:: WHAT THE TASK REQUIRES ::
Starting at the line that contains "impl Notifier for", return every line down to the end of the records below, exactly as written.

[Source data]

—————

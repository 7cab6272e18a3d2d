//! Desktop notifications via `osascript`.
//!
//! Runs `osascript -e 'display notification "<message>" with title "<title>"'`.
//! Notifications are best effort: any failure is logged at debug level and
//! dropped.

use std::sync::Arc;

use async_trait::async_trait;
use tracing::debug;

use crate::application::toggle_proxy::Notifier;
use crate::infrastructure::process::{CommandRunner, Invocation};

/// [`Notifier`] implementation backed by AppleScript.
pub struct OsascriptNotifier {
    runner: Arc<dyn CommandRunner>,
}

impl OsascriptNotifier {
    pub fn new(runner: Arc<dyn CommandRunner>) -> Self {
        Self { runner }
    }
}

#[async_trait]
impl Notifier for OsascriptNotifier {
    async fn display(&self, message: &str, title: &str) {
        let script = format!(
            "display notification \"{}\" with title \"{}\"",
            applescript_escape(message),
            applescript_escape(title)
        );
        let invocation = Invocation::new("osascript").arg("-e").arg(script);
        if let Err(e) = self.runner.run(&invocation).await {
            debug!("ignoring notification failure: {e}");
        }
    }
}

/// Escapes `\` and `"` for use inside an AppleScript string literal.
fn applescript_escape(text: &str) -> String {
    let mut escaped = String::with_capacity(text.len());
    for ch in text.chars() {
        if matches!(ch, '\\' | '"') {
            escaped.push('\\');
        }
        escaped.push(ch);
    }
    escaped
}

—————

:: RESULT ::
impl Notifier for OsascriptNotifier {
    async fn display(&self, message: &str, title: &str) {
        let script = format!(
            "display notification \"{}\" with title \"{}\"",
            applescript_escape(message),
            applescript_escape(title)
        );
        let invocation = Invocation::new("osascript").arg("-e").arg(script);
        if let Err(e) = self.runner.run(&invocation).await {
            debug!("ignoring notification failure: {e}");
        }
    }
}

/// Escapes `\` and `"` for use inside an AppleScript string literal.
fn applescript_escape(text: &str) -> String {
    let mut escaped = String::with_capacity(text.len());
    for ch in text.chars() {
        if matches!(ch, '\\' | '"') {
            escaped.push('\\');
        }
        escaped.push(ch);
    }
    escaped
}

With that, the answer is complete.